*** Opening Data for this task ***

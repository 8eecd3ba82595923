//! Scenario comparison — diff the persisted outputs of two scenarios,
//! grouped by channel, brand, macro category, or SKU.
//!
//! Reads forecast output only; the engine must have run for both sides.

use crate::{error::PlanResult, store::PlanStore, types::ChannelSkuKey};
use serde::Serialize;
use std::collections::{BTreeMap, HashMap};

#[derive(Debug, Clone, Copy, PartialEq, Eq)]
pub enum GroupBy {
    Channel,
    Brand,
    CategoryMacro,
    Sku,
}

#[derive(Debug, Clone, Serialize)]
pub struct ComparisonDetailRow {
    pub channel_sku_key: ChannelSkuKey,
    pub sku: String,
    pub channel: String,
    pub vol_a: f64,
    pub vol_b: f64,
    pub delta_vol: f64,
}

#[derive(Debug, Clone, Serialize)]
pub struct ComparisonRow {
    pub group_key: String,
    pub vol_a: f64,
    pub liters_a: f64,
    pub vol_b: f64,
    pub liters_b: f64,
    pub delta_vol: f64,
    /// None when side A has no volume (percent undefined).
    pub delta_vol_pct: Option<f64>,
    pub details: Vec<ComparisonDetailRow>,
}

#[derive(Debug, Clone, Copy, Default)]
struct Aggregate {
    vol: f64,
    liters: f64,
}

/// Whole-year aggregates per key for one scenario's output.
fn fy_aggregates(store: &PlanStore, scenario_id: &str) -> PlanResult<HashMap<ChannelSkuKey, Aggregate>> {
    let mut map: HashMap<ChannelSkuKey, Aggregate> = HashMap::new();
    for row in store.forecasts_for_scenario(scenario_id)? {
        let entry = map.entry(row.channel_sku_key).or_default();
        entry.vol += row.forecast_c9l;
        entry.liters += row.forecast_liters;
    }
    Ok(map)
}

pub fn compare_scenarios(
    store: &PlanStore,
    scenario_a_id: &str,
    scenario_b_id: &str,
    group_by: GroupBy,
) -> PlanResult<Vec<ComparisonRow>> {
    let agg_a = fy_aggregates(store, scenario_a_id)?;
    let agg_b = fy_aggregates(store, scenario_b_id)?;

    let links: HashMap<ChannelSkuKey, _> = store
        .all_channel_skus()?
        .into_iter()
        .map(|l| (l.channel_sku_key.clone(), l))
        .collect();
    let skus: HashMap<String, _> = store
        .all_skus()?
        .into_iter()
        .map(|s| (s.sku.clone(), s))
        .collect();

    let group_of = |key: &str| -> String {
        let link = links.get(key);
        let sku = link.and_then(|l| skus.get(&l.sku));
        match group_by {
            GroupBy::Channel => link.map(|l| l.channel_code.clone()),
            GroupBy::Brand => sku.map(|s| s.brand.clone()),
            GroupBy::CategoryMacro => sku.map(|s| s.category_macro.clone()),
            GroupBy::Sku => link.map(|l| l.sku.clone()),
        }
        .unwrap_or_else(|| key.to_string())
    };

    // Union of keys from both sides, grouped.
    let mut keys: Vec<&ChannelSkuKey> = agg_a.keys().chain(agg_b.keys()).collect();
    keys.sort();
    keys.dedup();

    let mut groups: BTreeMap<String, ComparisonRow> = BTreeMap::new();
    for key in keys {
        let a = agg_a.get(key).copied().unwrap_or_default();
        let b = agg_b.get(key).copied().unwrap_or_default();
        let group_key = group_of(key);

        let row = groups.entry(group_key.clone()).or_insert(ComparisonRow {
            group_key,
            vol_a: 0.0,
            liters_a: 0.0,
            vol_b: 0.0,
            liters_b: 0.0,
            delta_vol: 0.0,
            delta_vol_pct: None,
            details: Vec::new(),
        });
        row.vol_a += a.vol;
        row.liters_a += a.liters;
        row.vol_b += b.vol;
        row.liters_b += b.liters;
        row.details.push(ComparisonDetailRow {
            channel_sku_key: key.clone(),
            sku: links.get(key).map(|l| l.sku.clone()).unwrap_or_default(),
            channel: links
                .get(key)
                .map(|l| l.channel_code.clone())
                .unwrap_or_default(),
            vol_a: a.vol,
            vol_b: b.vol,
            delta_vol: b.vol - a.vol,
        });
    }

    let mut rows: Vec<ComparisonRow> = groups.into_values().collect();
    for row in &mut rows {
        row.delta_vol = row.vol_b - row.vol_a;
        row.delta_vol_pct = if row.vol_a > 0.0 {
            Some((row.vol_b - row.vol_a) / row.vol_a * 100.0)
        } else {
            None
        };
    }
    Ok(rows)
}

*** Closing Data for this task ***

▶ [Problem details] Each entry is to be retyped exactly as it appears.

▶ [Your response]
repository 8eecd3ba82595923
//! Scenario comparison — diff the persisted outputs of two scenarios,
//! grouped by channel, brand, macro category, or SKU.
//!
//! Reads forecast output only; the engine must have run for both sides.

use crate::{error::PlanResult, store::PlanStore, types::ChannelSkuKey};
use serde::Serialize;
use std::collections::{BTreeMap, HashMap};

#[derive(Debug, Clone, Copy, PartialEq, Eq)]
pub enum GroupBy {
    Channel,
    Brand,
    CategoryMacro,
    Sku,
}

#[derive(Debug, Clone, Serialize)]
pub struct ComparisonDetailRow {
    pub channel_sku_key: ChannelSkuKey,
    pub sku: String,
    pub channel: String,
    pub vol_a: f64,
    pub vol_b: f64,
    pub delta_vol: f64,
}

#[derive(Debug, Clone, Serialize)]
pub struct ComparisonRow {
    pub group_key: String,
    pub vol_a: f64,
    pub liters_a: f64,
    pub vol_b: f64,
    pub liters_b: f64,
    pub delta_vol: f64,
    /// None when side A has no volume (percent undefined).
    pub delta_vol_pct: Option<f64>,
    pub details: Vec<ComparisonDetailRow>,
}

#[derive(Debug, Clone, Copy, Default)]
struct Aggregate {
    vol: f64,
    liters: f64,
}

/// Whole-year aggregates per key for one scenario's output.
fn fy_aggregates(store: &PlanStore, scenario_id: &str) -> PlanResult<HashMap<ChannelSkuKey, Aggregate>> {
    let mut map: HashMap<ChannelSkuKey, Aggregate> = HashMap::new();
    for row in store.forecasts_for_scenario(scenario_id)? {
        let entry = map.entry(row.channel_sku_key).or_default();
        entry.vol += row.forecast_c9l;
        entry.liters += row.forecast_liters;
    }
    Ok(map)
}

pub fn compare_scenarios(
    store: &PlanStore,
    scenario_a_id: &str,
    scenario_b_id: &str,
    group_by: GroupBy,
) -> PlanResult<Vec<ComparisonRow>> {
    let agg_a = fy_aggregates(store, scenario_a_id)?;
    let agg_b = fy_aggregates(store, scenario_b_id)?;

    let links: HashMap<ChannelSkuKey, _> = store
        .all_channel_skus()?
        .into_iter()
        .map(|l| (l.channel_sku_key.clone(), l))
        .collect();
    let skus: HashMap<String, _> = store
        .all_skus()?
        .into_iter()
        .map(|s| (s.sku.clone(), s))
        .collect();

    let group_of = |key: &str| -> String {
        let link = links.get(key);
        let sku = link.and_then(|l| skus.get(&l.sku));
        match group_by {
            GroupBy::Channel => link.map(|l| l.channel_code.clone()),
            GroupBy::Brand => sku.map(|s| s.brand.clone()),
            GroupBy::CategoryMacro => sku.map(|s| s.category_macro.clone()),
            GroupBy::Sku => link.map(|l| l.sku.clone()),
        }
        .unwrap_or_else(|| key.to_string())
    };

    // Union of keys from both sides, grouped.
    let mut keys: Vec<&ChannelSkuKey> = agg_a.keys().chain(agg_b.keys()).collect();
    keys.sort();
    keys.dedup();

    let mut groups: BTreeMap<String, ComparisonRow> = BTreeMap::new();
    for key in keys {
        let a = agg_a.get(key).copied().unwrap_or_default();
        let b = agg_b.get(key).copied().unwrap_or_default();
        let group_key = group_of(key);

        let row = groups.entry(group_key.clone()).or_insert(ComparisonRow {
            group_key,
            vol_a: 0.0,
            liters_a: 0.0,
            vol_b: 0.0,
            liters_b: 0.0,
            delta_vol: 0.0,
            delta_vol_pct: None,
            details: Vec::new(),
        });
        row.vol_a += a.vol;
        row.liters_a += a.liters;
        row.vol_b += b.vol;
        row.liters_b += b.liters;
        row.details.push(ComparisonDetailRow {
            channel_sku_key: key.clone(),
            sku: links.get(key).map(|l| l.sku.clone()).unwrap_or_default(),
            channel: links
                .get(key)
                .map(|l| l.channel_code.clone())
                .unwrap_or_default(),
            vol_a: a.vol,
            vol_b: b.vol,
            delta_vol: b.vol - a.vol,
        });
    }

    let mut rows: Vec<ComparisonRow> = groups.into_values().collect();
    for row in &mut rows {
        row.delta_vol = row.vol_b - row.vol_a;
        row.delta_vol_pct = if row.vol_a > 0.0 {
            Some((row.vol_b - row.vol_a) / row.vol_a * 100.0)
        } else {
            None
        };
    }
    Ok(rows)
}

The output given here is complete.